Though LaBelle relentlessly grilled Caruso in a series of depositions in the sex assault lawsuit, Caruso later agreed to testify for LaBelle in the juvenile lifer lawsuit.
“I don’t think anyone should receive a get out of jail free card, but those sentences should be reviewed,” Caruso said. “During my years in the system, I often questioned how juveniles could get life sentences without parole.”
Not all opponents are so civil.
LaBelle said she received several death threats during the sex assault lawsuit, her car was vandalized during prison visits and guards groped her and other female lawyers during searches at prison entrances. The lawyers got a court order to stop the guards from touching them, LaBelle said. (Editor’s note: The Michigan Department of Corrections and Michigan Attorney General's Office declined to comment for this story.)

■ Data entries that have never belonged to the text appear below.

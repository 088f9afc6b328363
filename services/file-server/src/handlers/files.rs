use axum::{
    body::Bytes,
    extract::{Query, State},
    http::{
        header::{ACCEPT_RANGES, CACHE_CONTROL, CONTENT_LENGTH, CONTENT_RANGE, CONTENT_TYPE, RANGE},
        HeaderMap, StatusCode, Uri,
    },
    response::{IntoResponse, Response},
};
use shared::public_file::heif_candidates_for_jpeg;
use chrono::Utc;
use serde::Deserialize;
use shared::{PhotoCatalog, StorageProvider};
use tracing::debug;

use super::key_from_uri;
use crate::auth::Viewer;
use crate::error::{AppError, AppResult};
use crate::range::{cache_control_for, content_type_for_key, parse_range};
use crate::state::AppState;

pub const FILE_ROUTE_PREFIX: &str = "/file/";

/// Query parameters carried by a signed file URL.
#[derive(Debug, Default, Deserialize)]
pub struct SignedFileQuery {
    pub expires: Option<String>,
    pub signature: Option<String>,
    pub content_type: Option<String>,
}

impl SignedFileQuery {
    /// True when the query carries a live signature for `key` minted by the storage backend.
    fn grants(&self, storage: &dyn StorageProvider, key: &str) -> bool {
        let (Some(expires), Some(signature)) = (&self.expires, &self.signature) else {
            return false;
        };
        let Ok(expires_at) = expires.parse::<i64>() else {
            return false;
        };
        storage.signed_urls().is_some_and(|signer| {
            signer.verify_signed_url(
                key,
                expires_at,
                signature,
                self.content_type.as_deref(),
                Utc::now(),
            )
        })
    }
}

/// `GET /file/*key`
pub async fn serve_file(
    State(state): State<AppState>,
    viewer: Viewer,
    uri: Uri,
    Query(query): Query<SignedFileQuery>,
    headers: HeaderMap,
) -> AppResult<Response> {
    let key = key_from_uri(&uri, FILE_ROUTE_PREFIX)?;
    let authenticated = viewer.is_authenticated();
    let signed = query.grants(state.storage.as_ref(), &key);

    if !authenticated && !signed {
        ensure_publicly_visible(state.catalog.as_ref(), &key).await?;
    }

    let content = state
        .storage
        .get(&key)
        .await
        .map_err(|e| AppError::storage(e, authenticated))?
        .ok_or(AppError::NotFound)?;
    let content = Bytes::from(content);
    let total = content.len() as u64;

    let content_type = match (&query.content_type, signed) {
        (Some(signed_type), true) => signed_type.clone(),
        _ => content_type_for_key(&key).to_string(),
    };
    let cache_control = cache_control_for(authenticated);

    let range = headers
        .get(RANGE)
        .and_then(|v| v.to_str().ok())
        .and_then(|v| parse_range(v, total));

    let Some(range) = range else {
        return Ok((
            StatusCode::OK,
            [
                (CONTENT_TYPE, content_type),
                (CACHE_CONTROL, cache_control.to_string()),
                (CONTENT_LENGTH, total.to_string()),
            ],
            content,
        )
            .into_response());
    };

    debug!("Serving {} of {} ({} bytes)", range.content_range(total), key, range.length());
    let slice = content.slice(range.start as usize..=range.end as usize);

    Ok((
        StatusCode::PARTIAL_CONTENT,
        [
            (CONTENT_TYPE, content_type),
            (CACHE_CONTROL, cache_control.to_string()),
            (ACCEPT_RANGES, "bytes".to_string()),
            (CONTENT_RANGE, range.content_range(total)),
            (CONTENT_LENGTH, range.length().to_string()),
        ],
        slice,
    )
        .into_response())
}

/// Anonymous viewers may only fetch keys referenced by a photo outside any
/// hidden album. Everything else looks like a missing file.
async fn ensure_publicly_visible(catalog: &dyn PhotoCatalog, key: &str) -> AppResult<()> {
    let candidates = heif_candidates_for_jpeg(key);
    let Some(photo_id) = catalog.find_photo_id(key, &candidates).await? else {
        debug!("No photo references {}", key);
        return Err(AppError::NotFound);
    };

    if catalog.is_in_hidden_album(&photo_id).await? {
        debug!("Photo {} is in a hidden album", photo_id);
        return Err(AppError::NotFound);
    }
    Ok(())
}
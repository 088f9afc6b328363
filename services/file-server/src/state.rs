use shared::{PhotoCatalog, SettingsProvider, StorageProvider};
use std::sync::Arc;

use crate::auth::SessionKeys;

#[derive(Clone)]
pub struct AppState {
    pub storage: Arc<dyn StorageProvider>,
    pub settings: Arc<dyn SettingsProvider>,
    pub catalog: Arc<dyn PhotoCatalog>,
    pub sessions: Option<Arc<SessionKeys>>,
}

impl AppState {
    pub fn new(
        storage: Arc<dyn StorageProvider>,
        settings: Arc<dyn SettingsProvider>,
        catalog: Arc<dyn PhotoCatalog>,
        session_secret: Option<&str>,
    ) -> Self {
        Self {
            storage,
            settings,
            catalog,
            sessions: session_secret.map(|secret| Arc::new(SessionKeys::new(secret))),
        }
    }
}
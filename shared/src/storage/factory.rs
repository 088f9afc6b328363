use std::sync::Arc;
use tracing::info;

use super::{
    EncryptedStorageProvider, InMemoryStorageProvider, LocalStorageProvider,
    OpenListStorageProvider, StorageError, StorageProvider,
};
use crate::config::{SettingsConfig, StorageConfig};
use crate::settings::{EnvSettings, RedisSettings, SettingsProvider};

/// Build the configured backend, wrapped in the encrypting decorator.
///
/// The decorator is always present; whether it encrypts is decided per call
/// from the settings store.
pub fn create_storage_provider(
    config: &StorageConfig,
    settings: Arc<dyn SettingsProvider>,
) -> Result<Arc<dyn StorageProvider>, StorageError> {
    let backend: Box<dyn StorageProvider> = match config {
        StorageConfig::Local(local) => {
            info!("Using local storage at {}", local.base_dir.display());
            Box::new(LocalStorageProvider::new(local.clone()))
        }
        StorageConfig::OpenList(openlist) => {
            info!("Using OpenList storage at {}", openlist.base_url);
            Box::new(OpenListStorageProvider::new(openlist.clone())?)
        }
        StorageConfig::Memory => {
            info!("Using in-memory storage");
            Box::new(InMemoryStorageProvider::new())
        }
    };

    Ok(Arc::new(EncryptedStorageProvider::new(backend, settings)))
}

pub async fn create_settings_provider(
    config: &SettingsConfig,
) -> Result<Arc<dyn SettingsProvider>, StorageError> {
    match config {
        SettingsConfig::Env => Ok(Arc::new(EnvSettings)),
        SettingsConfig::Redis { url } => {
            info!("Reading dynamic settings from redis");
            Ok(Arc::new(RedisSettings::connect(url).await?))
        }
    }
}
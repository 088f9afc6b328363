use axum::{
    http::StatusCode,
    response::{IntoResponse, Response},
    Json,
};
use serde_json::json;
use shared::{DatabaseError, StorageError};
use thiserror::Error;

#[derive(Debug, Error)]
pub enum AppError {
    #[error("Bad request: {0}")]
    BadRequest(String),

    #[error("Not found")]
    NotFound,

    #[error("Unauthorized")]
    Unauthorized,

    /// `detailed` is set for authenticated operators, who may see backend detail.
    #[error("Storage error: {source}")]
    Storage {
        source: StorageError,
        detailed: bool,
    },

    #[error("Catalog error: {0}")]
    Catalog(#[from] DatabaseError),
}

impl AppError {
    pub fn storage(source: StorageError, detailed: bool) -> Self {
        AppError::Storage { source, detailed }
    }
}

impl IntoResponse for AppError {
    fn into_response(self) -> Response {
        let (status, body) = match &self {
            AppError::BadRequest(msg) => (StatusCode::BAD_REQUEST, json!({ "error": msg })),
            AppError::NotFound => (StatusCode::NOT_FOUND, json!({ "error": "Not Found" })),
            AppError::Unauthorized => {
                (StatusCode::UNAUTHORIZED, json!({ "error": "Unauthorized" }))
            }
            AppError::Storage { source, detailed } => {
                tracing::error!("Storage error: {}", source);
                let status = match source {
                    StorageError::Provider { .. } => StatusCode::BAD_GATEWAY,
                    _ => StatusCode::INTERNAL_SERVER_ERROR,
                };
                let body = match (source, *detailed) {
                    (
                        StorageError::Provider {
                            provider,
                            status: upstream_status,
                            message,
                            body,
                            ..
                        },
                        true,
                    ) => json!({
                        "error": message,
                        "provider": provider,
                        "status": upstream_status,
                        "body": body,
                    }),
                    (other, true) => json!({ "error": other.to_string() }),
                    (_, false) => json!({ "error": "Failed to load file" }),
                };
                (status, body)
            }
            AppError::Catalog(e) => {
                tracing::error!("Catalog error: {}", e);
                (
                    StatusCode::INTERNAL_SERVER_ERROR,
                    json!({ "error": "Internal server error" }),
                )
            }
        };

        (status, Json(body)).into_response()
    }
}

pub type AppResult<T> = Result<T, AppError>;
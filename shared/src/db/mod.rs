pub mod error;
pub mod repositories;

use sqlx::postgres::PgPoolOptions;
use sqlx::PgPool;
use std::env;
use std::time::Duration;
use tracing::info;

pub use error::DatabaseError;

#[derive(Debug, Clone)]
pub struct DatabaseConfig {
    pub database_url: String,
    pub max_connections: u32,
    pub acquire_timeout_seconds: u64,
}

impl DatabaseConfig {
    /// `None` when `DATABASE_URL` is not set.
    pub fn from_env() -> Option<Self> {
        let database_url = env::var("DATABASE_URL").ok().filter(|v| !v.is_empty())?;
        let max_connections = env::var("DB_MAX_CONNECTIONS")
            .ok()
            .and_then(|v| v.parse().ok())
            .unwrap_or(10);

        Some(Self {
            database_url,
            max_connections,
            acquire_timeout_seconds: 3,
        })
    }
}

#[derive(Debug, Clone)]
pub struct DatabasePool {
    pool: PgPool,
}

impl DatabasePool {
    pub async fn from_config(config: &DatabaseConfig) -> Result<Self, DatabaseError> {
        let pool = PgPoolOptions::new()
            .max_connections(config.max_connections)
            .acquire_timeout(Duration::from_secs(config.acquire_timeout_seconds))
            .connect(&config.database_url)
            .await?;
        info!(
            "Connected to database with {} max connections",
            config.max_connections
        );
        Ok(Self { pool })
    }

    pub fn pool(&self) -> &PgPool {
        &self.pool
    }
}
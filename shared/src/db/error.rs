use thiserror::Error;

#[derive(Debug, Error)]
pub enum DatabaseError {
    #[error("Database error: {0}")]
    Sqlx(#[from] sqlx::Error),
    #[error("Catalog unavailable: {0}")]
    Unavailable(String),
}
use std::future::Future;
use std::time::Duration;
use tokio::time::sleep;
use tracing::debug;

/// Ordered delays consumed by a polling loop. The first delay is normally zero
/// so the first attempt runs immediately.
#[derive(Debug, Clone, PartialEq, Eq)]
pub struct BackoffSchedule {
    delays: Vec<Duration>,
}

impl Default for BackoffSchedule {
    /// 0, 100, 250, 500, 1000 ms: five attempts, 1.85 s of sleep at most.
    fn default() -> Self {
        Self::from_millis(&[0, 100, 250, 500, 1000])
    }
}

impl BackoffSchedule {
    pub fn new(delays: Vec<Duration>) -> Self {
        Self { delays }
    }

    pub fn from_millis(delays_ms: &[u64]) -> Self {
        Self::new(delays_ms.iter().copied().map(Duration::from_millis).collect())
    }

    pub fn attempts(&self) -> usize {
        self.delays.len()
    }

    pub fn delays(&self) -> &[Duration] {
        &self.delays
    }

    pub fn total_delay(&self) -> Duration {
        self.delays.iter().sum()
    }

    /// Run `attempt` once per scheduled delay until a result satisfies `accept`.
    ///
    /// Returns the first accepted result, otherwise the last non-empty result
    /// seen, otherwise `None`. Exhausting the schedule is never an error.
    pub async fn poll<T, F, Fut, P>(&self, mut attempt: F, accept: P) -> Option<T>
    where
        F: FnMut(usize) -> Fut,
        Fut: Future<Output = Option<T>>,
        P: Fn(&T) -> bool,
    {
        let mut last = None;

        for (index, delay) in self.delays.iter().enumerate() {
            if !delay.is_zero() {
                sleep(*delay).await;
            }

            match attempt(index).await {
                Some(value) if accept(&value) => return Some(value),
                Some(value) => last = Some(value),
                None => {}
            }

            debug!(
                "Backoff attempt {}/{} not accepted",
                index + 1,
                self.delays.len()
            );
        }

        last
    }
}
pub mod mock_openlist;

use shared::storage::backoff::BackoffSchedule;
use shared::{OpenListConfig, OpenListStorageProvider};

pub const TEST_TOKEN: &str = "openlist-test-token";

/// Short schedule so lag scenarios finish quickly against the mock.
pub fn fast_backoff() -> BackoffSchedule {
    BackoffSchedule::from_millis(&[0, 5, 5])
}

pub fn provider_for(base_url: &str, root_path: Option<&str>) -> OpenListStorageProvider {
    let config = OpenListConfig {
        token: Some(TEST_TOKEN.to_string()),
        root_path: root_path.map(str::to_string),
        ..OpenListConfig::new(base_url)
    };
    OpenListStorageProvider::new(config)
        .expect("provider should build")
        .with_backoff(fast_backoff())
}
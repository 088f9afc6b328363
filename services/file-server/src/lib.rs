pub mod auth;
pub mod config;
pub mod error;
pub mod handlers;
pub mod middleware;
pub mod range;
pub mod state;

use axum::{
    routing::{get, put},
    Router,
};
use tower::ServiceBuilder;

pub use config::ServerConfig;
pub use state::AppState;

pub fn create_app(state: AppState) -> Router {
    Router::new()
        .route("/health", get(handlers::health::health_check))
        // Byte-range file serving
        .route("/file/*key", get(handlers::files::serve_file))
        // Operator endpoints
        .route("/api/storage/objects", get(handlers::storage::list_objects))
        .route(
            "/api/storage/objects/*key",
            put(handlers::storage::upload_object).delete(handlers::storage::delete_object),
        )
        .route("/api/storage/urls/*key", get(handlers::storage::object_urls))
        .layer(
            ServiceBuilder::new()
                .layer(middleware::trace_layer())
                .layer(middleware::cors_layer()),
        )
        .with_state(state)
}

LaBelle is soft-spoken, low key and modest about her success, but marvels at how things turned out for a Downriver girl who embarked on adulthood without a career plan.
From Downriver to the Ivy League
She grew up in Lincoln Park, the daughter of a homemaker and a Chrysler pipefitter. She graduated with honors from Lincoln Park High School in 1972 and studied philosophy at Oakland University and Barnard College in New York City, supporting herself on scholarships and part-time jobs.
After getting her bachelor’s degree in 1974, LaBelle pursued a Ph.D in philosophy at Columbia University, but dropped out to seek a law degree at the University of Michigan and Wayne State. She also clerked at Goodman, Eden, Millender & Bedrosian, the nation’s first racially integrated law firm and champion of liberal causes.
“It was an amazing place to work,” LaBelle said. “I learned what it meant to be a lawyer and how the law could be used to achieve economic and social justice.”
After getting her law degree in 1979, LaBelle represented migrant workers in legal scrapes in upstate New York and returned to Detroit in 1981 to help the Goodman firm and the American Civil Liberties Union successfully sue the FBI for failing to prevent Ku Klux Klan members from beating civil rights activists in Alabama in 1961 after being tipped off by informants.
LaBelle also became friends with Judith Magid and reluctantly agreed to handle Magid’s lawsuit against the Michigan Department of Corrections. LaBelle said Magid was adamant she take it on, even though LaBelle knew nothing about prisons.
“You can agree to handle it or I’ll leave it to you in my will,” LaBelle said Magid told her.
The lawsuit put LaBelle’s career on track. The more she learned about prisons, the more she became concerned about how inmates were being treated.
To get away from the high-stakes stress of prisoner rights cases, LaBelle enjoys canoeing, kayaking and fishing. She also plays the piano.
“I work off the basis that no matter what a person’s status is, they are entitled to basic human rights,” LaBelle said. “It is irrelevant to me what they did, only how they are being treated.”
David Ashenfelter served as a reporter for many years for both the Detroit News and Detroit Free Press and won Pulitzer Prizes at both papers. He’s a member of the Michigan Journalism Hall of Fame.